6018North began in response to its richly diverse community. We began with a given people, in a given place.
We asked if art can bring people together while respecting the pre-existing conditions of an old home, in a low-income, diverse neighborhood. We did not seek to change the house nor the people in the neighborhood, but bring people together to connect the uniquely diverse community.
We sought and still seek to bring neighbors and artists together to create new opportunities and new ways of seeing and understanding the world. We propose this as a sustainable model. People living in diversity and with limited access to levers of power understand this. You make do, working with nature, with each other. This is sustainable.
We believe in contemporary art, yet respect history. Surely these are not mutually exclusive. With climate change and the planet warming at a rate vastly faster than predictions, it is disheartening that Loyola University plans to tear down two 100 year old buildings at 6314 N. Winthrop and 6330 N. Winthrop, perfect candidates for green rehabbing The greenest building is not a LEED building, but the existing building with green updates.

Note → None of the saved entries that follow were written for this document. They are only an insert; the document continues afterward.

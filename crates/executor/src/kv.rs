//! Access façade over a state transaction.
//!
//! [`StateCommon`] owns two scratch buffers (key and value) so the hot
//! command path formats keys and stages values without per-call allocation,
//! and exposes `get`/`put`/`del`/`seek` keyed by [`std::fmt::Arguments`]
//! produced by the `key_*!` macros below.

use crate::store::{StateError, StateIterator, StateTransaction};
use std::fmt::{self, Write as _};

// ═══════════════════════════════════════════════════════════════════════════
// Key grammar (bit-stable; delimiter is `/`)
// ═══════════════════════════════════════════════════════════════════════════

/// `quorum/{domain}/{account}` → decimal quorum
#[macro_export]
macro_rules! key_quorum {
    ($domain:expr, $account:expr) => {
        format_args!("quorum/{}/{}", $domain, $account)
    };
}

/// `account_role/{domain}/{account}/{role}` → role permission bitstring
#[macro_export]
macro_rules! key_account_role {
    ($domain:expr, $account:expr, $role:expr) => {
        format_args!("account_role/{}/{}/{}", $domain, $account, $role)
    };
}

/// `role/{role}` → permission bitstring
#[macro_export]
macro_rules! key_role {
    ($role:expr) => {
        format_args!("role/{}", $role)
    };
}

/// `domain/{domain}` → default role name
#[macro_export]
macro_rules! key_domain {
    ($domain:expr) => {
        format_args!("domain/{}", $domain)
    };
}

/// `signatory/{domain}/{account}/{pubkey}` → empty
#[macro_export]
macro_rules! key_signatory {
    ($domain:expr, $account:expr, $pubkey:expr) => {
        format_args!("signatory/{}/{}/{}", $domain, $account, $pubkey)
    };
}

/// `asset/{domain}/{asset}` → decimal precision
#[macro_export]
macro_rules! key_asset {
    ($domain:expr, $asset:expr) => {
        format_args!("asset/{}/{}", $domain, $asset)
    };
}

/// `account_asset/{domain}/{account}/{asset_id}` → amount string
#[macro_export]
macro_rules! key_account_asset {
    ($domain:expr, $account:expr, $asset_id:expr) => {
        format_args!("account_asset/{}/{}/{}", $domain, $account, $asset_id)
    };
}

/// `account_asset_size/{domain}/{account}` → decimal entry count
#[macro_export]
macro_rules! key_account_asset_size {
    ($domain:expr, $account:expr) => {
        format_args!("account_asset_size/{}/{}", $domain, $account)
    };
}

/// `account_detail/{domain}/{account}/{writer_domain}/{writer_account}/{key}` → value
#[macro_export]
macro_rules! key_account_detail {
    ($domain:expr, $account:expr, $writer_domain:expr, $writer_account:expr, $key:expr) => {
        format_args!(
            "account_detail/{}/{}/{}/{}/{}",
            $domain, $account, $writer_domain, $writer_account, $key
        )
    };
}

/// `peer/{pubkey}` → address
#[macro_export]
macro_rules! key_peer {
    ($pubkey:expr) => {
        format_args!("peer/{}", $pubkey)
    };
}

/// `permissions/{domain}/{account}` → effective permission bitstring
#[macro_export]
macro_rules! key_permissions {
    ($domain:expr, $account:expr) => {
        format_args!("permissions/{}/{}", $domain, $account)
    };
}

/// `granted/{grantee_domain}/{grantee_account}/{owner_domain}/{owner_account}`
/// → grantable permission bitstring
///
/// Grantee first: the account *exercising* the capability, then the account
/// whose "my" the capability refers to.
#[macro_export]
macro_rules! key_granted {
    ($grantee_domain:expr, $grantee_account:expr, $owner_domain:expr, $owner_account:expr) => {
        format_args!(
            "granted/{}/{}/{}/{}",
            $grantee_domain, $grantee_account, $owner_domain, $owner_account
        )
    };
}

/// `setting/{key}` → value
#[macro_export]
macro_rules! key_setting {
    ($key:expr) => {
        format_args!("setting/{}", $key)
    };
}

/// Settings key bounding transfer description length.
pub const MAX_DESCRIPTION_SIZE_KEY: &str = "max_description_size";

// ═══════════════════════════════════════════════════════════════════════════
// Façade
// ═══════════════════════════════════════════════════════════════════════════

/// Scratch-buffered access to one state transaction.
pub struct StateCommon<'t, T: StateTransaction> {
    tx: &'t mut T,
    key_buf: String,
    value_buf: String,
}

impl<'t, T: StateTransaction> StateCommon<'t, T> {
    pub fn new(tx: &'t mut T) -> Self {
        Self {
            tx,
            key_buf: String::new(),
            value_buf: String::new(),
        }
    }

    fn format_key(&mut self, key: fmt::Arguments<'_>) {
        self.key_buf.clear();
        // Writing into a String cannot fail.
        let _ = self.key_buf.write_fmt(key);
    }

    /// Read into the value buffer. Returns whether the key was found.
    pub fn get(&mut self, key: fmt::Arguments<'_>) -> Result<bool, StateError> {
        self.format_key(key);
        self.tx.get(&self.key_buf, &mut self.value_buf)
    }

    /// Write the value buffer under `key`.
    pub fn put(&mut self, key: fmt::Arguments<'_>) -> Result<(), StateError> {
        self.format_key(key);
        self.tx.put(&self.key_buf, &self.value_buf)
    }

    /// Delete `key`.
    pub fn del(&mut self, key: fmt::Arguments<'_>) -> Result<(), StateError> {
        self.format_key(key);
        self.tx.del(&self.key_buf)
    }

    /// Scan all keys under `prefix`.
    pub fn seek(&mut self, prefix: fmt::Arguments<'_>) -> Result<PrefixScan<T::Iter<'_>>, StateError> {
        self.seek_from(prefix, "")
    }

    /// Scan keys under `prefix`, starting at `prefix + start`.
    pub fn seek_from(
        &mut self,
        prefix: fmt::Arguments<'_>,
        start: &str,
    ) -> Result<PrefixScan<T::Iter<'_>>, StateError> {
        self.format_key(prefix);
        let prefix = self.key_buf.clone();
        self.key_buf.push_str(start);
        let iter = self.tx.seek(&self.key_buf)?;
        Ok(PrefixScan { iter, prefix })
    }

    /// Current value buffer contents.
    pub fn value(&self) -> &str {
        &self.value_buf
    }

    /// Stage a value for the next `put`.
    pub fn set_value(&mut self, value: &str) {
        self.value_buf.clear();
        self.value_buf.push_str(value);
    }

    /// Stage a number, ASCII decimal.
    pub fn encode_u64(&mut self, number: u64) {
        self.value_buf.clear();
        let _ = write!(self.value_buf, "{number}");
    }

    /// Parse the value buffer as ASCII decimal.
    pub fn decode_u64(&self) -> Result<u64, StateError> {
        self.value_buf
            .parse()
            .map_err(|_| StateError::Numeric(self.value_buf.clone()))
    }
}

/// An iterator bounded to a key prefix.
pub struct PrefixScan<I: StateIterator> {
    iter: I,
    prefix: String,
}

impl<I: StateIterator> PrefixScan<I> {
    pub fn valid(&self) -> bool {
        self.iter.valid() && self.iter.key().starts_with(&self.prefix)
    }

    /// Key with the scan prefix stripped.
    pub fn suffix(&self) -> &str {
        &self.iter.key()[self.prefix.len()..]
    }

    pub fn value(&self) -> &str {
        self.iter.value()
    }

    pub fn advance(&mut self) {
        self.iter.advance();
    }

    pub fn status(&self) -> Result<(), StateError> {
        self.iter.status()
    }
}
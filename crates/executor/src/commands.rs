//! The command executor.
//!
//! Commands are a closed sum type; execution is a visitor over it, scoped to
//! one state transaction. Every command follows the same contract:
//!
//! 1. Split the creator id into `(name, domain)`.
//! 2. When validation is enabled, fetch the creator's effective permissions.
//! 3. Evaluate preconditions; any failure returns a typed [`CommandError`]
//!    and the caller rolls the transaction back.
//! 4. Apply the mutation.
//!
//! Error codes are wire-stable: `1` duplicate/KV failure, `2` insufficient
//! permission, `3..=8` command-specific, `100` not implemented.

use crate::error::{CommandError, CommandResult, NOT_IMPLEMENTED};
use crate::kv::{PrefixScan, StateCommon, MAX_DESCRIPTION_SIZE_KEY};
use crate::store::{StateError, StateTransaction};
use crate::{
    key_account_asset, key_account_asset_size, key_account_detail, key_account_role, key_asset,
    key_domain, key_granted, key_peer, key_permissions, key_quorum, key_role, key_setting,
    key_signatory,
};
use accord_types::{
    parse_two_part, permission_for, Amount, GrantablePermission, GrantablePermissionSet,
    RolePermission, RolePermissionSet,
};
use std::fmt;

/// The command alphabet.
#[derive(Debug, Clone, PartialEq, Eq)]
pub enum Command {
    AddAssetQuantity {
        asset_id: String,
        amount: Amount,
    },
    AddPeer {
        address: String,
        public_key: String,
    },
    AddSignatory {
        account_id: String,
        public_key: String,
    },
    AppendRole {
        account_id: String,
        role_name: String,
    },
    CallEngine {
        caller: String,
        callee: Option<String>,
        input: String,
    },
    CompareAndSetAccountDetail {
        account_id: String,
        key: String,
        value: String,
        old_value: Option<String>,
        check_empty: bool,
    },
    CreateAccount {
        account_name: String,
        domain_id: String,
        public_key: String,
    },
    CreateAsset {
        asset_name: String,
        domain_id: String,
        precision: u8,
    },
    CreateDomain {
        domain_id: String,
        default_role: String,
    },
    CreateRole {
        role_name: String,
        permissions: RolePermissionSet,
    },
    DetachRole {
        account_id: String,
        role_name: String,
    },
    GrantPermission {
        account_id: String,
        permission: GrantablePermission,
    },
    RemovePeer {
        public_key: String,
    },
    RemoveSignatory {
        account_id: String,
        public_key: String,
    },
    RevokePermission {
        account_id: String,
        permission: GrantablePermission,
    },
    SetAccountDetail {
        account_id: String,
        key: String,
        value: String,
    },
    SetQuorum {
        account_id: String,
        quorum: u64,
    },
    SetSettingValue {
        key: String,
        value: String,
    },
    SubtractAssetQuantity {
        asset_id: String,
        amount: Amount,
    },
    TransferAsset {
        src_account_id: String,
        dest_account_id: String,
        asset_id: String,
        description: String,
        amount: Amount,
    },
}

impl Command {
    /// Command name carried in error reports.
    pub fn name(&self) -> &'static str {
        match self {
            Command::AddAssetQuantity { .. } => "AddAssetQuantity",
            Command::AddPeer { .. } => "AddPeer",
            Command::AddSignatory { .. } => "AddSignatory",
            Command::AppendRole { .. } => "AppendRole",
            Command::CallEngine { .. } => "CallEngine",
            Command::CompareAndSetAccountDetail { .. } => "CompareAndSetAccountDetail",
            Command::CreateAccount { .. } => "CreateAccount",
            Command::CreateAsset { .. } => "CreateAsset",
            Command::CreateDomain { .. } => "CreateDomain",
            Command::CreateRole { .. } => "CreateRole",
            Command::DetachRole { .. } => "DetachRole",
            Command::GrantPermission { .. } => "GrantPermission",
            Command::RemovePeer { .. } => "RemovePeer",
            Command::RemoveSignatory { .. } => "RemoveSignatory",
            Command::RevokePermission { .. } => "RevokePermission",
            Command::SetAccountDetail { .. } => "SetAccountDetail",
            Command::SetQuorum { .. } => "SetQuorum",
            Command::SetSettingValue { .. } => "SetSettingValue",
            Command::SubtractAssetQuantity { .. } => "SubtractAssetQuantity",
            Command::TransferAsset { .. } => "TransferAsset",
        }
    }
}
//! Consensus vote model: rounds, hashes, votes, outcomes, peers.

use crate::crypto::{PublicKey, Signature};
use serde::{Deserialize, Serialize};
use std::fmt;

/// Domain separation tag for vote signatures.
pub const DOMAIN_VOTE: &[u8] = b"yac_vote:";

/// A single voting attempt at a single height.
///
/// Ordering is lexicographic: `block_round` first, then `reject_round`.
#[derive(
    Debug, Clone, Copy, PartialEq, Eq, PartialOrd, Ord, Hash, Serialize, Deserialize, Default,
)]
pub struct Round {
    pub block_round: u64,
    pub reject_round: u64,
}

impl Round {
    pub fn new(block_round: u64, reject_round: u64) -> Self {
        Self {
            block_round,
            reject_round,
        }
    }
}

impl fmt::Display for Round {
    fn fmt(&self, f: &mut fmt::Formatter<'_>) -> fmt::Result {
        write!(f, "({}, {})", self.block_round, self.reject_round)
    }
}

/// The proposal and block digests a vote commits to.
///
/// Both are empty for a "none" vote cast when a round looks frozen.
#[derive(Debug, Clone, PartialEq, Eq, Hash, Serialize, Deserialize, Default)]
pub struct VoteHashes {
    pub proposal_hash: String,
    pub block_hash: String,
}

/// The consensus-level identifier of a candidate block.
#[derive(Debug, Clone, PartialEq, Eq, Hash, Serialize, Deserialize)]
pub struct YacHash {
    pub vote_round: Round,
    pub vote_hashes: VoteHashes,
    /// Signature over the candidate block itself, carried alongside the vote.
    pub block_signature: Option<Signature>,
}

impl YacHash {
    pub fn new(vote_round: Round, proposal_hash: impl Into<String>, block_hash: impl Into<String>) -> Self {
        Self {
            vote_round,
            vote_hashes: VoteHashes {
                proposal_hash: proposal_hash.into(),
                block_hash: block_hash.into(),
            },
            block_signature: None,
        }
    }
}

/// A signed vote for one candidate hash at one round.
#[derive(Debug, Clone, PartialEq, Eq, Hash, Serialize, Deserialize)]
pub struct VoteMessage {
    pub hash: YacHash,
    pub signature: Signature,
}

impl VoteMessage {
    pub fn round(&self) -> Round {
        self.hash.vote_round
    }
}

/// Message bytes signed for a vote, with domain separation.
///
/// Hash fields are length-prefixed so distinct `(proposal, block)` pairs can
/// never serialize to the same bytes.
pub fn vote_signing_message(hash: &YacHash) -> Vec<u8> {
    let proposal = hash.vote_hashes.proposal_hash.as_bytes();
    let block = hash.vote_hashes.block_hash.as_bytes();
    let mut message =
        Vec::with_capacity(DOMAIN_VOTE.len() + 32 + proposal.len() + block.len());
    message.extend_from_slice(DOMAIN_VOTE);
    message.extend_from_slice(&hash.vote_round.block_round.to_le_bytes());
    message.extend_from_slice(&hash.vote_round.reject_round.to_le_bytes());
    message.extend_from_slice(&(proposal.len() as u64).to_le_bytes());
    message.extend_from_slice(proposal);
    message.extend_from_slice(&(block.len() as u64).to_le_bytes());
    message.extend_from_slice(block);
    message
}

/// A cluster member.
///
/// Identity is the public key: two peers compare equal iff their keys match,
/// regardless of address.
#[derive(Debug, Clone, Serialize, Deserialize)]
pub struct Peer {
    pub address: String,
    pub public_key: PublicKey,
}

impl PartialEq for Peer {
    fn eq(&self, other: &Self) -> bool {
        self.public_key == other.public_key
    }
}

impl Eq for Peer {}

impl std::hash::Hash for Peer {
    fn hash<H: std::hash::Hasher>(&self, state: &mut H) {
        self.public_key.hash(state);
    }
}

/// The committed chain tip as consensus sees it.
#[derive(Debug, Clone, PartialEq, Eq, Serialize, Deserialize)]
pub struct TopBlockInfo {
    pub height: u64,
    pub hash: String,
}

/// Committed height plus the current voter set.
#[derive(Debug, Clone, PartialEq, Eq, Serialize, Deserialize)]
pub struct LedgerState {
    pub top_block_info: TopBlockInfo,
    pub ledger_peers: Vec<Peer>,
}

/// Supermajority agreement on one hash.
#[derive(Debug, Clone, PartialEq, Eq, Serialize, Deserialize)]
pub struct CommitMessage {
    pub votes: Vec<VoteMessage>,
}

/// Proof that no hash can reach supermajority in this round.
#[derive(Debug, Clone, PartialEq, Eq, Serialize, Deserialize)]
pub struct RejectMessage {
    pub votes: Vec<VoteMessage>,
}

/// Votes for a round ahead of our committed height, to be buffered by the
/// pipeline and replayed once we catch up.
#[derive(Debug, Clone, PartialEq, Eq, Serialize, Deserialize)]
pub struct FutureMessage {
    pub votes: Vec<VoteMessage>,
}

/// Outcome surfaced by the consensus state machine.
#[derive(Debug, Clone, PartialEq, Eq, Serialize, Deserialize)]
pub enum Answer {
    Commit(CommitMessage),
    Reject(RejectMessage),
    Future(FutureMessage),
}

impl Answer {
    pub fn votes(&self) -> &[VoteMessage] {
        match self {
            Answer::Commit(commit) => &commit.votes,
            Answer::Reject(reject) => &reject.votes,
            Answer::Future(future) => &future.votes,
        }
    }
}
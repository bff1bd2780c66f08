//! Builder for assembling state machines with a fluent API.

use crate::error::{Error, Result};
use crate::event::Event;
use crate::machine::StateMachine;
use crate::state::State;

/// Builder for [`StateMachine`] with a fluent API.
///
/// Accumulates states, events and the default state, then hands the whole
/// definition to [`StateMachine::new`], so all graph validation lives in one
/// place. The only check the builder adds is that a default state was
/// supplied at all.
///
/// # Example
///
/// ```rust
/// use stance::{Event, State, StateMachineBuilder, Transition};
///
/// let off: State<()> = State::new("off")?;
/// let on: State<()> = State::new("on")?;
/// let toggle = Event::new(
///     "toggle",
///     vec![
///         Transition::new(off.clone(), on.clone()),
///         Transition::new(on.clone(), off.clone()),
///     ],
/// )?;
///
/// let machine = StateMachineBuilder::new("switch")
///     .default_state(off.clone())
///     .states([off, on])
///     .event(toggle.clone())
///     .build()?;
///
/// machine.fire(&toggle, None)?;
/// # Ok::<(), stance::Error>(())
/// ```
pub struct StateMachineBuilder<P: 'static> {
    name: String,
    default: Option<State<P>>,
    states: Vec<State<P>>,
    events: Vec<Event<P>>,
}

impl<P> StateMachineBuilder<P> {
    /// Create a builder for a machine with the given name.
    pub fn new(name: impl Into<String>) -> Self {
        Self {
            name: name.into(),
            default: None,
            states: Vec::new(),
            events: Vec::new(),
        }
    }

    /// Set the default state (required). Must also be registered via
    /// [`state`](Self::state) or [`states`](Self::states).
    pub fn default_state(mut self, state: State<P>) -> Self {
        self.default = Some(state);
        self
    }

    /// Register a single state.
    pub fn state(mut self, state: State<P>) -> Self {
        self.states.push(state);
        self
    }

    /// Register multiple states at once.
    pub fn states(mut self, states: impl IntoIterator<Item = State<P>>) -> Self {
        self.states.extend(states);
        self
    }

    /// Register a single event.
    pub fn event(mut self, event: Event<P>) -> Self {
        self.events.push(event);
        self
    }

    /// Register multiple events at once.
    pub fn events(mut self, events: impl IntoIterator<Item = Event<P>>) -> Self {
        self.events.extend(events);
        self
    }

    /// Build the machine, validating the accumulated definition.
    ///
    /// Fails with [`Error::MissingDefaultState`] when no default state was
    /// set; every other failure comes from [`StateMachine::new`].
    pub fn build(self) -> Result<StateMachine<P>> {
        let default = self.default.ok_or(Error::MissingDefaultState)?;
        StateMachine::new(self.name, default, self.states, self.events)
    }
}

impl<P> Default for StateMachineBuilder<P> {
    fn default() -> Self {
        Self::new("")
    }
}

#[cfg(test)]
mod tests {
    use super::*;
    use crate::transition::Transition;

    fn state(name: &str) -> State<()> {
        State::new(name).unwrap()
    }

    #[test]
    fn requires_default_state() {
        let a = state("a");
        let go = Event::new("go", vec![Transition::wildcard(a.clone())]).unwrap();

        let result = StateMachineBuilder::new("m").state(a).event(go).build();

        assert_eq!(result.unwrap_err(), Error::MissingDefaultState);
    }

    #[test]
    fn delegates_graph_validation_to_the_machine() {
        let a = state("a");
        let go = Event::new("go", vec![Transition::wildcard(a.clone())]).unwrap();

        let result = StateMachineBuilder::new("m")
            .default_state(a)
            .event(go)
            .build();

        assert_eq!(result.unwrap_err(), Error::NoStatesDefined);
    }

    #[test]
    fn builds_a_working_machine() {
        let a = state("a");
        let b = state("b");
        let forward = Event::new("forward", vec![Transition::new(a.clone(), b.clone())]).unwrap();
        let back = Event::new("back", vec![Transition::new(b.clone(), a.clone())]).unwrap();

        let machine = StateMachineBuilder::new("m")
            .default_state(a.clone())
            .states([a, b])
            .events([forward.clone(), back.clone()])
            .build()
            .unwrap();

        assert_eq!(machine.name(), "m");
        machine.fire(&forward, None).unwrap();
        machine.fire(&back, None).unwrap();
    }

    #[test]
    fn default_builder_has_empty_name() {
        let a = state("a");
        let go = Event::new("go", vec![Transition::wildcard(a.clone())]).unwrap();

        let machine = StateMachineBuilder::default()
            .default_state(a.clone())
            .state(a)
            .event(go)
            .build()
            .unwrap();

        assert_eq!(machine.name(), "");
    }
}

Those who claim to be forging the future using short-term, economical solutions end up short changing that future. With the 2030 UN Climate change panel challenging us to take “unprecedented” actions, we need to change business as usual. For this reason, society often looks to non-profits and religious organizations, such as Loyola University, to employ long term objectives and alternative approaches that respect the past and planet, since these appear to be inconvenient to short term plans and profits.
Life is short and people who follow the easy route, often don’t forge the future.
This is a wonderful teaching moment for Loyola to advance its students’ stewardship of history, community, and the planet, while striving for quality of life and prosperity. This is the ultimate challenge we face with our environment - how to move forward without destroying our environment. Knocking down old buildings to build green buildings is not sustainable. Loyola is a leader in sustainability and we are at a tipping point.
Edgewater Environmental Sustainability Project, Edgewater Historical Society, 6018North, and Edgewater neighbors —exhort Loyola to use this opportunity to honor people over profit!
Who gains????? Do students gain with dorm & tuition already at $58,000? Do neighbors gain with Loyola not paying $70,000 yearly taxes?
We urge Loyola to forge a divergent path that honors the past, seeks to preserve history and community, demonstrates their belief in the environment and their commitment to a larger community of people beyond Loyola students, while providing their students with beautiful housing.
What to do?
I. Please call Alderman Osterman at 773. 784.5277 and ask him to deny Loyola’s variance. It’s the only option we as a community have.
Ask him:
What is he doing to protect low income housing? How is he keeping Edgewater’s diversity? Diversity is created by diverse housing stock not cookie-cutter dorms.
Who will pay the $70,000 taxes for local schools that Loyola will now not pay after Loyola knocks down the buildings?
How is he continuing the neighborhood's legacy of preservation begun by his mother?
III. If you are an environmental, social justice artist, contact us at 6018North@gmail.com
Thank you for reading this far. This is not just in Edgewater but in Pilsen, Washington Park, all over the City. Who has the right to define the world we live in? Who are our elected officials accountable to? How do students make their educational institutions accountable to them and their future?